Finally, the appellant repeatedly underlines both the two alleged derogatory reasons, namely both the breach of the constitutionally prescribed method of adoption of the contested decree and its content contradiction with the constitutional order, and therefore proposes that the Constitutional Court accept the finding that the Decree of the Ministry of Finance No. 487 / 2001 Coll., amending Decree No. 125 / 1993 Coll., which sets out the conditions and rates of the statutory insurance of the employer's liability for damage to work or occupational disease, is repealed.

II.

Recital of the essential parts of the party's observations
In accordance with Article 69 of Act No. 182 / 1993 Coll., as amended, the Minister of Finance submitted observations on the invitation of the Constitutional Court.
It stated that the statutory insurance of the employer's liability for damage caused by an accident at work or an occupational disease is governed by the provisions of § 205d of the Labour Code and by Decree No. 125 / 1993 Coll., as amended, and in the light of the creation of this insurance, it also recalled § 789 of the Civil Code, as well as the specific feature of the statutory insurance, i.e. the fact that it arises automatically, i.e. without the will of its entities, if the fact with which the legislation links the creation of such insurance. He pointed out the critical opinion of the Ministry on the constitutionality of the legal insurance in question, which found the expression in the opinion on the control conclusion of the Supreme Audit Office of the Control Action 00 / 17 on the management of the legal insurance of the employer's liability for accidents at work or occupational disease. This critical view is based, in particular, on the objection to the principle of equal conditions for participation in competition, since only two private insurance companies designated by law can carry out statutory insurance without the law laying down more detailed conditions for their selection, and on the objection to the uncertainty of the adjustment of the definition of property damage or surplus, which is an expression of the economic outcome of the legal insurance business for the previous year and do not provide the basis for assessing the economic performance of insurance undertakings, as well as on the objection of the uncertainty of the legal authorisation of the Ministry of Finance to issue a decree adjusting the conditions and rates of premiums.

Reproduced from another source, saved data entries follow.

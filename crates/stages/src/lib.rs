#![deny(clippy::pedantic, unsafe_code)]
#![allow(clippy::module_name_repetitions)]

//! Built-in stage executor programs
//!
//! Each executor is a self-contained operation run as a child process of
//! the daemon (`provd stage <kind> ...`). Executors speak the wire
//! contract: newline-delimited progress records on stdout, exactly one
//! terminal record, free-form diagnostics on stderr, exit 0 on success.
//!
//! Operational failures become failure terminals rather than bare exits,
//! so the supervisor rarely needs to synthesize one for these built-ins.

mod configure;
mod decompress;
mod device;
mod download;
mod report;
mod verify;

pub use configure::apply_configuration;
pub use decompress::decompress_gzip;
pub use device::{format_device, write_image};
pub use download::download;
pub use report::{PercentGate, Reporter};
pub use verify::verify_checksum;

use provd_events::TerminalEvent;
use provd_hash::Hash;
use std::path::PathBuf;

/// One fully-described stage executor invocation
#[derive(Debug, Clone)]
pub enum StageJob {
    Download {
        url: String,
        output: PathBuf,
        expected_hash: Option<Hash>,
    },
    Decompress {
        input: PathBuf,
        output: PathBuf,
    },
    Verify {
        path: PathBuf,
        expected_hash: Hash,
    },
    Format {
        device: PathBuf,
    },
    Write {
        image: PathBuf,
        device: PathBuf,
    },
    Configure {
        target: PathBuf,
        document: PathBuf,
    },
}

/// Run one stage job to completion and return the process exit code
///
/// Always writes exactly one terminal record to stdout, converting any
/// internal error into a failure terminal first.
pub async fn run(job: StageJob) -> i32 {
    let mut reporter = Reporter::stdout();
    let result = match job {
        StageJob::Download {
            url,
            output,
            expected_hash,
        } => download(&url, &output, expected_hash.as_ref(), &mut reporter).await,
        StageJob::Decompress { input, output } => {
            decompress_gzip(&input, &output, &mut reporter).await
        }
        StageJob::Verify {
            path,
            expected_hash,
        } => verify_checksum(&path, &expected_hash, &mut reporter).await,
        StageJob::Format { device } => format_device(&device, &mut reporter).await,
        StageJob::Write { image, device } => write_image(&image, &device, &mut reporter).await,
        StageJob::Configure { target, document } => {
            apply_configuration(&target, &document, &mut reporter).await
        }
    };

    let terminal = match result {
        Ok(terminal) => terminal,
        Err(e) => TerminalEvent::failure(e.to_string()),
    };
    let code = i32::from(!terminal.success);
    reporter.terminal(&terminal);
    code
}
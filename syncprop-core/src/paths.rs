use std::path::{Component, Path};

use thiserror::Error;

// Relative paths use '/' separators and never start with one; "" is the sync root.

#[derive(Debug, Error, PartialEq, Eq)]
pub enum PathError {
    #[error("path is empty")]
    Empty,
    #[error("path '{0}' contains an unsupported component")]
    UnsupportedComponent(String),
}

/// Accepts only paths that name an entry strictly below the sync root.
pub fn validate_relative(path: &str) -> Result<(), PathError> {
    if path.is_empty() {
        return Err(PathError::Empty);
    }
    let unsupported = || PathError::UnsupportedComponent(path.to_string());
    if path.split('/').any(|part| part.is_empty() || part == "." || part == "..") {
        return Err(unsupported());
    }
    for component in Path::new(path).components() {
        match component {
            Component::Normal(_) => {}
            Component::RootDir
            | Component::CurDir
            | Component::ParentDir
            | Component::Prefix(_) => return Err(unsupported()),
        }
    }
    Ok(())
}

pub fn parent_path(path: &str) -> Option<&str> {
    if path.is_empty() {
        return None;
    }
    match path.rsplit_once('/') {
        Some((parent, _)) => Some(parent),
        None => Some(""),
    }
}

pub fn file_name(path: &str) -> &str {
    path.rsplit_once('/').map(|(_, name)| name).unwrap_or(path)
}

pub fn is_descendant_of(path: &str, ancestor: &str) -> bool {
    if ancestor.is_empty() {
        return !path.is_empty();
    }
    path.len() > ancestor.len()
        && path.starts_with(ancestor)
        && path.as_bytes()[ancestor.len()] == b'/'
}

pub fn join_relative(parent: &str, name: &str) -> String {
    if parent.is_empty() {
        name.to_string()
    } else {
        format!("{parent}/{name}")
    }
}

pub fn eq_ignore_case(left: &str, right: &str) -> bool {
    left.chars()
        .flat_map(char::to_lowercase)
        .eq(right.chars().flat_map(char::to_lowercase))
}
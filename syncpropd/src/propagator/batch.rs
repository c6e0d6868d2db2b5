use syncprop_core::{Instruction, JobStatus, SyncItem};

use super::{LocalJob, Propagator};

#[derive(Debug, Default)]
pub struct BatchReport {
    pub results: Vec<(String, JobStatus)>,
    /// Set when a fatal error stopped the batch before every item ran.
    pub stopped_early: bool,
}

impl BatchReport {
    pub fn error_count(&self) -> usize {
        self.results
            .iter()
            .filter(|(_, status)| status.is_error())
            .count()
    }
}

/// Runs `items` in the given order, then writes the final metadata of every
/// directory created or moved along the way, innermost first.
pub async fn apply_batch(propagator: &Propagator, items: Vec<SyncItem>) -> BatchReport {
    let mut report = BatchReport::default();
    let mut directories = Vec::new();

    for item in items {
        let job = LocalJob::for_item(item, propagator.options());
        let status = job.run(propagator).await;
        let item = job.item();
        let fatal = status.aborts_sync();
        if !status.is_error() && item.is_directory() && item.instruction != Instruction::Remove {
            directories.push(item.clone());
        }
        report.results.push((item.file.clone(), status));
        if fatal {
            tracing::error!(target: "sync.propagator", file = %item.file, "fatal error, stopping batch");
            report.stopped_early = true;
            return report;
        }
    }

    for item in directories.iter().rev() {
        let status = propagator.finalize_directory(item).await;
        if status.is_error() {
            let fatal = status.aborts_sync();
            report.results.push((item.destination().to_string(), status));
            if fatal {
                report.stopped_early = true;
                return report;
            }
        }
    }
    report
}
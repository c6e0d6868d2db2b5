use std::collections::BTreeMap;
use std::path::{Path, PathBuf};
use std::sync::atomic::{AtomicBool, Ordering};
use std::sync::{Arc, Mutex, PoisonError};

use syncprop_core::{FileRecord, Instruction, JobStatus, MetadataPhase, SyncItem};
use tokio::sync::mpsc;

use crate::sync::clash::NameClashDetector;
use crate::sync::conflict::{conflict_file_name, now_unix};
use crate::sync::filesystem::{self, LockMode};
use crate::sync::journal::SyncJournal;
use crate::sync::vfs::{ConvertToPlaceholderResult, Vfs};

mod batch;
mod mkdir;
mod remove;
mod rename;

pub use batch::{BatchReport, apply_batch};
pub use mkdir::LocalMkdirJob;
pub use remove::LocalRemoveJob;
pub use rename::LocalRenameJob;

pub(crate) const ABORTED: &str = "sync aborted";

// Runs before any filesystem call: an empty, absolute or `..` path would
// resolve to the sync root itself or to something outside it.
pub(crate) fn check_item_paths(item: &SyncItem) -> Result<(), JobStatus> {
    item.validate_paths().map_err(|err| {
        JobStatus::NormalError(format!("Refusing to propagate '{}': {err}", item.file))
    })
}

#[derive(Debug, Clone, Default)]
pub struct SyncOptions {
    pub move_files_to_trash: bool,
    pub delete_existing_files: bool,
}

#[derive(Debug, Clone, PartialEq, Eq)]
pub enum PropagatorEvent {
    Progress { file: String, bytes: u64 },
    /// Emitted before the engine changes a path so file watchers can ignore the echo.
    TouchedFile(PathBuf),
    SeenLockedFile { path: PathBuf, mode: LockMode },
    ItemCompleted { file: String, status: JobStatus },
}

pub enum LocalJob {
    Remove(LocalRemoveJob),
    Mkdir(LocalMkdirJob),
    Rename(LocalRenameJob),
}

impl LocalJob {
    pub fn for_item(item: SyncItem, options: &SyncOptions) -> Self {
        match item.instruction {
            Instruction::Remove => LocalJob::Remove(LocalRemoveJob::new(item)),
            Instruction::Rename => LocalJob::Rename(LocalRenameJob::new(item)),
            Instruction::Mkdir | Instruction::Conflict => {
                let mut job = LocalMkdirJob::new(item);
                job.set_delete_existing_file(options.delete_existing_files);
                LocalJob::Mkdir(job)
            }
        }
    }

    pub fn item(&self) -> &SyncItem {
        match self {
            LocalJob::Remove(job) => job.item(),
            LocalJob::Mkdir(job) => job.item(),
            LocalJob::Rename(job) => job.item(),
        }
    }

    pub async fn run(&self, propagator: &Propagator) -> JobStatus {
        let status = {
            let _gate = propagator.gate.lock().await;
            match self {
                LocalJob::Remove(job) => job.start(propagator).await,
                LocalJob::Mkdir(job) => job.start(propagator).await,
                LocalJob::Rename(job) => job.start(propagator).await,
            }
        };
        propagator.emit(PropagatorEvent::ItemCompleted {
            file: self.item().file.clone(),
            status: status.clone(),
        });
        status
    }
}

pub struct Propagator {
    local_path: PathBuf,
    journal: Arc<SyncJournal>,
    vfs: Arc<Vfs>,
    options: SyncOptions,
    clash_detector: NameClashDetector,
    abort_requested: AtomicBool,
    renamed_directories: Mutex<BTreeMap<String, String>>,
    events: mpsc::UnboundedSender<PropagatorEvent>,
    // Held by a job from its first filesystem change until its journal update is done.
    gate: tokio::sync::Mutex<()>,
}

impl Propagator {
    pub fn new(
        local_path: impl Into<PathBuf>,
        journal: Arc<SyncJournal>,
        vfs: Arc<Vfs>,
        options: SyncOptions,
        case_sensitive: bool,
    ) -> (Self, mpsc::UnboundedReceiver<PropagatorEvent>) {
        let local_path = local_path.into();
        let (events, rx) = mpsc::unbounded_channel();
        let propagator = Self {
            clash_detector: NameClashDetector::new(local_path.clone(), case_sensitive),
            local_path,
            journal,
            vfs,
            options,
            abort_requested: AtomicBool::new(false),
            renamed_directories: Mutex::new(BTreeMap::new()),
            events,
            gate: tokio::sync::Mutex::new(()),
        };
        (propagator, rx)
    }

    pub fn local_path(&self) -> &Path {
        &self.local_path
    }

    pub fn journal(&self) -> &SyncJournal {
        &self.journal
    }

    pub fn vfs(&self) -> &Vfs {
        &self.vfs
    }

    pub fn options(&self) -> &SyncOptions {
        &self.options
    }

    pub async fn run(&self, item: SyncItem) -> JobStatus {
        LocalJob::for_item(item, &self.options).run(self).await
    }

    pub fn abort(&self) {
        self.abort_requested.store(true, Ordering::SeqCst);
    }

    pub fn is_abort_requested(&self) -> bool {
        self.abort_requested.load(Ordering::SeqCst)
    }

    pub fn full_local_path(&self, relative: &str) -> PathBuf {
        self.local_path.join(relative)
    }

    pub fn local_file_name_clash(&self, relative: &str) -> Option<PathBuf> {
        self.clash_detector.local_file_name_clash(relative)
    }

    pub fn record_renamed_directory(&self, from: &str, to: &str) {
        self.renamed_directories
            .lock()
            .unwrap_or_else(PoisonError::into_inner)
            .insert(from.to_string(), to.to_string());
    }

    pub fn renamed_directories(&self) -> BTreeMap<String, String> {
        self.renamed_directories
            .lock()
            .unwrap_or_else(PoisonError::into_inner)
            .clone()
    }

    /// Maps `path` to where it lives now if one of its parents was renamed earlier in this run.
    pub fn adjust_renamed_path(&self, path: &str) -> String {
        let renamed = self
            .renamed_directories
            .lock()
            .unwrap_or_else(PoisonError::into_inner);
        let mut end = path.len();
        while let Some(slash) = path[..end].rfind('/') {
            if slash == 0 {
                break;
            }
            if let Some(target) = renamed.get(&path[..slash]) {
                return format!("{target}{}", &path[slash..]);
            }
            end = slash;
        }
        path.to_string()
    }

    fn emit(&self, event: PropagatorEvent) {
        // Nobody listening is fine.
        let _ = self.events.send(event);
    }

    pub fn report_progress(&self, item: &SyncItem, bytes: u64) {
        self.emit(PropagatorEvent::Progress {
            file: item.file.clone(),
            bytes,
        });
    }

    pub fn touched_file(&self, path: &Path) {
        self.emit(PropagatorEvent::TouchedFile(path.to_path_buf()));
    }

    pub fn seen_locked_file(&self, path: &Path, mode: LockMode) {
        self.emit(PropagatorEvent::SeenLockedFile {
            path: path.to_path_buf(),
            mode,
        });
    }

    pub async fn update_metadata(
        &self,
        item: &SyncItem,
        phase: MetadataPhase,
    ) -> Result<ConvertToPlaceholderResult, String> {
        let fs_path = self.full_local_path(item.destination());
        if !filesystem::file_exists(&fs_path) {
            return Err(format!("File {} does not exist", fs_path.display()));
        }
        match self.vfs.update_metadata(item, &fs_path) {
            Ok(ConvertToPlaceholderResult::Locked) => {
                return Ok(ConvertToPlaceholderResult::Locked);
            }
            Ok(ConvertToPlaceholderResult::Ok) => {}
            Err(err) => return Err(err.to_string()),
        }
        self.journal
            .set_record(&FileRecord::from_item(item, phase))
            .await
            .map_err(|err| err.to_string())?;
        Ok(ConvertToPlaceholderResult::Ok)
    }

    /// Second half of the directory write started by Mkdir or a directory
    /// rename: stores the real etag once everything below has been propagated.
    pub async fn finalize_directory(&self, item: &SyncItem) -> JobStatus {
        let _gate = self.gate.lock().await;
        match self.update_metadata(item, MetadataPhase::Final).await {
            Ok(ConvertToPlaceholderResult::Ok) => {}
            Ok(ConvertToPlaceholderResult::Locked) => {
                return JobStatus::SoftError(format!(
                    "The file {} is currently in use",
                    item.destination()
                ));
            }
            Err(err) => return JobStatus::FatalError(format!("Error updating metadata: {err}")),
        }
        if let Err(err) = self.journal.commit("directory metadata").await {
            return JobStatus::FatalError(format!("Error updating metadata: {err}"));
        }
        JobStatus::Success
    }

    /// Moves whatever occupies `item.file` aside to a conflicted-copy name.
    pub async fn create_conflict(&self, item: &SyncItem) -> Result<String, String> {
        let original = self.full_local_path(&item.file);
        let modtime = filesystem::mod_time(&original)
            .map_err(|err| format!("Could not read '{}': {err}", original.display()))?;
        let conflict = conflict_file_name(&item.file, modtime);
        let conflict_path = self.full_local_path(&conflict);

        self.touched_file(&original);
        self.touched_file(&conflict_path);
        filesystem::rename(&original, &conflict_path)?;

        self.journal
            .record_conflict(&item.file, &conflict, now_unix(), "local file replaced by directory")
            .await
            .map_err(|err| err.to_string())?;
        tracing::info!(
            target: "sync.propagator",
            file = %item.file,
            conflict = %conflict,
            "kept conflicted copy"
        );
        Ok(conflict)
    }
}

#[cfg(test)]
#[path = "propagator_tests.rs"]
mod tests;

The Minister of Finance considers legal insurance under market economy conditions to be anachronism and points out positive experience in applying compulsory insurance, such as lawyers and patent agents.

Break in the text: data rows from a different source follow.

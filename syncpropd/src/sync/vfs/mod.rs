use std::path::{Path, PathBuf};
use std::sync::{Arc, OnceLock};

use syncprop_core::{Availability, PinState, SyncItem};
use thiserror::Error;
use tokio::sync::watch;

use super::journal::{JournalError, SyncJournal};

mod suffix;

pub use suffix::{DEFAULT_VIRTUAL_FILE_SUFFIX, SuffixVfs};

#[derive(Debug, Error)]
pub enum VfsError {
    #[error("virtual files are not enabled for this folder")]
    Unsupported,
    #[error("virtual file backend used before start")]
    NotStarted,
    #[error("virtual file backend already started")]
    AlreadyStarted,
    #[error("unknown virtual file mode: {0}")]
    UnknownMode(String),
    #[error("journal error: {0}")]
    Journal(#[from] JournalError),
    #[error("I/O error on {path}: {source}")]
    Io {
        path: PathBuf,
        source: std::io::Error,
    },
    #[error("{0}")]
    Placeholder(String),
}

#[derive(Debug, Clone, Copy, PartialEq, Eq)]
pub enum VfsMode {
    Off,
    WithSuffix,
}

impl VfsMode {
    pub fn parse(value: &str) -> Result<Self, VfsError> {
        match value.trim().to_ascii_lowercase().as_str() {
            "off" | "" => Ok(VfsMode::Off),
            "suffix" => Ok(VfsMode::WithSuffix),
            other => Err(VfsError::UnknownMode(other.to_string())),
        }
    }
}

#[derive(Debug, Clone, Copy, PartialEq, Eq)]
pub enum ConvertToPlaceholderResult {
    Ok,
    /// The file is held open elsewhere; try again on a later pass.
    Locked,
}

#[derive(Clone)]
pub struct VfsSetupParams {
    pub filesystem_path: PathBuf,
    pub journal: Arc<SyncJournal>,
}

enum Backend {
    Off,
    Suffix(SuffixVfs),
}

pub struct Vfs {
    backend: Backend,
    params: OnceLock<VfsSetupParams>,
    started: watch::Sender<bool>,
}

impl Vfs {
    pub fn off() -> Self {
        Self::with_backend(Backend::Off)
    }

    pub fn with_suffix(suffix: impl Into<String>) -> Self {
        Self::with_backend(Backend::Suffix(SuffixVfs::new(suffix)))
    }

    pub fn for_mode(mode: VfsMode, suffix: &str) -> Self {
        match mode {
            VfsMode::Off => Self::off(),
            VfsMode::WithSuffix => Self::with_suffix(suffix),
        }
    }

    fn with_backend(backend: Backend) -> Self {
        let (started, _) = watch::channel(false);
        Self {
            backend,
            params: OnceLock::new(),
            started,
        }
    }

    pub fn mode(&self) -> VfsMode {
        match &self.backend {
            Backend::Off => VfsMode::Off,
            Backend::Suffix(_) => VfsMode::WithSuffix,
        }
    }

    pub fn file_suffix(&self) -> Option<&str> {
        match &self.backend {
            Backend::Off => None,
            Backend::Suffix(suffix) => Some(suffix.suffix()),
        }
    }

    fn params(&self) -> Result<&VfsSetupParams, VfsError> {
        self.params.get().ok_or(VfsError::NotStarted)
    }

    /// Flips to `true` once `start` finished its backend-specific preparation.
    pub fn started(&self) -> watch::Receiver<bool> {
        self.started.subscribe()
    }

    pub async fn start(&self, params: VfsSetupParams) -> Result<(), VfsError> {
        self.params
            .set(params)
            .map_err(|_| VfsError::AlreadyStarted)?;
        let params = self.params()?;
        if let Backend::Suffix(suffix) = &self.backend {
            suffix.start(params).await?;
        }
        tracing::info!(
            target: "sync.vfs",
            mode = ?self.mode(),
            root = %params.filesystem_path.display(),
            "virtual file backend started"
        );
        self.started.send_replace(true);
        Ok(())
    }

    pub fn stop(&self) {
        self.started.send_replace(false);
    }

    pub fn unregister_folder(&self) {
        tracing::debug!(target: "sync.vfs", mode = ?self.mode(), "folder unregistered");
    }

    pub fn is_hydrating(&self) -> bool {
        false
    }

    pub async fn availability(&self, folder_path: &str) -> Result<Availability, VfsError> {
        match &self.backend {
            Backend::Off => Ok(Availability::FullyLocal),
            Backend::Suffix(_) => Ok(self.params()?.journal.availability(folder_path).await?),
        }
    }

    pub fn update_metadata(
        &self,
        item: &SyncItem,
        file_path: &Path,
    ) -> Result<ConvertToPlaceholderResult, VfsError> {
        match &self.backend {
            Backend::Off => Ok(ConvertToPlaceholderResult::Ok),
            Backend::Suffix(suffix) => suffix.update_metadata(item, file_path),
        }
    }

    pub fn create_placeholder(&self, item: &SyncItem) -> Result<(), VfsError> {
        match &self.backend {
            Backend::Off => Err(VfsError::Unsupported),
            Backend::Suffix(suffix) => suffix.create_placeholder(self.params()?, item),
        }
    }

    pub async fn dehydrate_placeholder(&self, item: &SyncItem) -> Result<(), VfsError> {
        match &self.backend {
            Backend::Off => Err(VfsError::Unsupported),
            Backend::Suffix(suffix) => suffix.dehydrate_placeholder(self.params()?, item).await,
        }
    }

    pub fn is_dehydrated_placeholder(&self, file_path: &Path) -> bool {
        match &self.backend {
            Backend::Off => false,
            Backend::Suffix(suffix) => suffix.is_dehydrated_placeholder(file_path),
        }
    }

    pub fn underlying_file_name<'a>(&self, file_name: &'a str) -> &'a str {
        match &self.backend {
            Backend::Off => file_name,
            Backend::Suffix(suffix) => suffix.underlying_file_name(file_name),
        }
    }

    pub async fn pin_state(&self, path: &str) -> Result<Option<PinState>, VfsError> {
        match &self.backend {
            Backend::Off => Ok(Some(PinState::AlwaysLocal)),
            Backend::Suffix(_) => Ok(self.params()?.journal.effective_pin_state(path).await?),
        }
    }

    pub async fn set_pin_state(&self, path: &str, state: PinState) -> Result<bool, VfsError> {
        match &self.backend {
            Backend::Off => Ok(true),
            Backend::Suffix(_) => {
                self.params()?.journal.set_pin_state(path, state).await?;
                Ok(true)
            }
        }
    }
}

In its observations, the interested party points out the discrepancy between the arrangements contained in Section 205d of the Labour Code with the basic principles of private insurance in force in the European Union and that of the Community competition rules [Article 86 (c) of the Treaty establishing the European Community], since the legal advantage of two insurance undertakings authorised to carry out statutory liability insurance for accidents at work or occupational diseases creates a certain inequality in the conditions of the market supply of insurance products.
Based on this criticism of the existing legal regulations contained in Section 205d of the Labour Code, it is a wonder that the appellants overlook these systemic shortcomings of the existing legislation.

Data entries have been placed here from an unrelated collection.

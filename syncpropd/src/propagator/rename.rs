use syncprop_core::{JobStatus, MetadataPhase, PinState, SyncItem, eq_ignore_case};

use super::{ABORTED, Propagator, check_item_paths};
use crate::sync::filesystem::{self, LockMode};
use crate::sync::vfs::ConvertToPlaceholderResult;

const TARGET: &str = "sync.propagator.localrename";

pub struct LocalRenameJob {
    item: SyncItem,
}

impl LocalRenameJob {
    pub fn new(item: SyncItem) -> Self {
        Self { item }
    }

    pub fn item(&self) -> &SyncItem {
        &self.item
    }

    pub async fn start(&self, propagator: &Propagator) -> JobStatus {
        if let Err(status) = check_item_paths(&self.item) {
            return status;
        }
        if propagator.is_abort_requested() {
            return JobStatus::SoftError(ABORTED.to_string());
        }
        let item = &self.item;
        if item.rename_target.is_empty() {
            return JobStatus::NormalError(format!("Rename of {} has no target", item.file));
        }
        let existing_file = propagator.full_local_path(&propagator.adjust_renamed_path(&item.file));
        let target_file = propagator.full_local_path(&item.rename_target);

        // Entries below an already moved directory arrive with file == rename_target.
        if item.file != item.rename_target {
            propagator.report_progress(item, 0);
            tracing::debug!(
                target: TARGET,
                from = %existing_file.display(),
                to = %target_file.display(),
                "move"
            );

            // Renaming A.txt to a.txt clashes with itself, so only other renames are checked.
            if !eq_ignore_case(&item.file, &item.rename_target)
                && propagator.local_file_name_clash(&item.rename_target).is_some()
            {
                return JobStatus::NormalError(format!(
                    "File {} can not be renamed to {} because of a local file name clash",
                    item.file, item.rename_target
                ));
            }
            if filesystem::is_file_locked(&existing_file, LockMode::Exclusive) {
                propagator.seen_locked_file(&existing_file, LockMode::Exclusive);
                return JobStatus::SoftError(format!(
                    "Could not rename {} to {}, the file is currently in use",
                    existing_file.display(),
                    target_file.display()
                ));
            }
            if propagator.is_abort_requested() {
                return JobStatus::SoftError(ABORTED.to_string());
            }
            propagator.touched_file(&existing_file);
            propagator.touched_file(&target_file);
            if let Err(err) = filesystem::rename(&existing_file, &target_file) {
                return JobStatus::NormalError(err);
            }
        }

        // The move is done; abort is no longer honoured from here on.
        let journal = propagator.journal();
        let old_record = match journal.get_record(item.journal_key()).await {
            Ok(record) => record,
            Err(err) => return JobStatus::FatalError(format!("Error updating metadata: {err}")),
        };
        if let Err(err) = journal.delete_record(item.journal_key(), false).await {
            return JobStatus::FatalError(format!("Error updating metadata: {err}"));
        }

        let vfs = propagator.vfs();
        let pin_state = match vfs.pin_state(item.journal_key()).await {
            Ok(pin) => pin,
            Err(err) => return JobStatus::FatalError(format!("Error reading pin state: {err}")),
        };
        if let Err(err) = vfs.set_pin_state(item.journal_key(), PinState::Inherited).await {
            return JobStatus::FatalError(format!("Error resetting pin state: {err}"));
        }

        if item.is_directory() {
            // Directory metadata is written once its contents are done.
            propagator.record_renamed_directory(&item.file, &item.rename_target);
            if let Err(err) = journal
                .adjust_selective_sync(&item.file, &item.rename_target)
                .await
            {
                tracing::error!(target: TARGET, error = %err, "could not adjust selective sync");
                return JobStatus::FatalError("Failed to rename file".to_string());
            }
        } else {
            let mut new_item = item.clone();
            if let Some(old) = &old_record {
                new_item.checksum_header = old.checksum_header.clone();
            }
            match propagator
                .update_metadata(&new_item, MetadataPhase::Final)
                .await
            {
                Ok(ConvertToPlaceholderResult::Ok) => {}
                Ok(ConvertToPlaceholderResult::Locked) => {
                    return JobStatus::SoftError(format!(
                        "The file {} is currently in use",
                        new_item.destination()
                    ));
                }
                Err(err) => {
                    return JobStatus::FatalError(format!("Error updating metadata: {err}"));
                }
            }
        }

        if let Some(pin) = pin_state
            && pin != PinState::Inherited
            && !matches!(vfs.set_pin_state(&item.rename_target, pin).await, Ok(true))
        {
            return JobStatus::NormalError("Error setting pin state".to_string());
        }

        // The target may also inherit AlwaysLocal from its new parent.
        if vfs.is_dehydrated_placeholder(&target_file) {
            match vfs.pin_state(&item.rename_target).await {
                Ok(Some(PinState::AlwaysLocal)) => {
                    let downgraded = PinState::AlwaysLocal.for_dehydrated();
                    if !matches!(vfs.set_pin_state(&item.rename_target, downgraded).await, Ok(true)) {
                        return JobStatus::NormalError("Error setting pin state".to_string());
                    }
                }
                Ok(_) => {}
                Err(err) => {
                    return JobStatus::FatalError(format!("Error reading pin state: {err}"));
                }
            }
        }

        if let Err(err) = journal.commit("localRename").await {
            return JobStatus::FatalError(format!("Error updating metadata: {err}"));
        }
        JobStatus::Success
    }
}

On the proposal itself, the participant notes, first of all, that the reason for the amendment of Decree No. 125 / 1993 Coll. resulted from an analysis of the costs of the insurance companies for the administrative management of the statutory insurance of the liability of the employer in respect of accidents at work or occupational disease, which was submitted to the Government on 31 October 2001 for information. On 1 January 2002 the Decree of the Ministry of Health of 30 November 2001 No. 440 / 2001 Coll., on the compensation of pain and difficulty in social application, which replaced the Decree of the Ministry of Health No. 32 / 1965 Coll., on the compensation of pain and difficulties in social application, as amended. Decree No. 440 / 2001 Coll., which was at the time of processing the contested Decree of the Ministry of Finance No. 487 / 2001 Coll. at the final stage of the legislative approval process, increased the value of the point from CZK 30 to CZK 120 when assessing health damage by accident at work or occupational diseases, and increased the number of points according to individual health damage. Thus, the effect of these changes in the legal insurance in question had to be eliminated, according to the party to the proceedings, by increasing the premiums, with effect from 1 January 2003, so that the insurance premiums paid by the employer for the first quarter complied with the new conditions laid down.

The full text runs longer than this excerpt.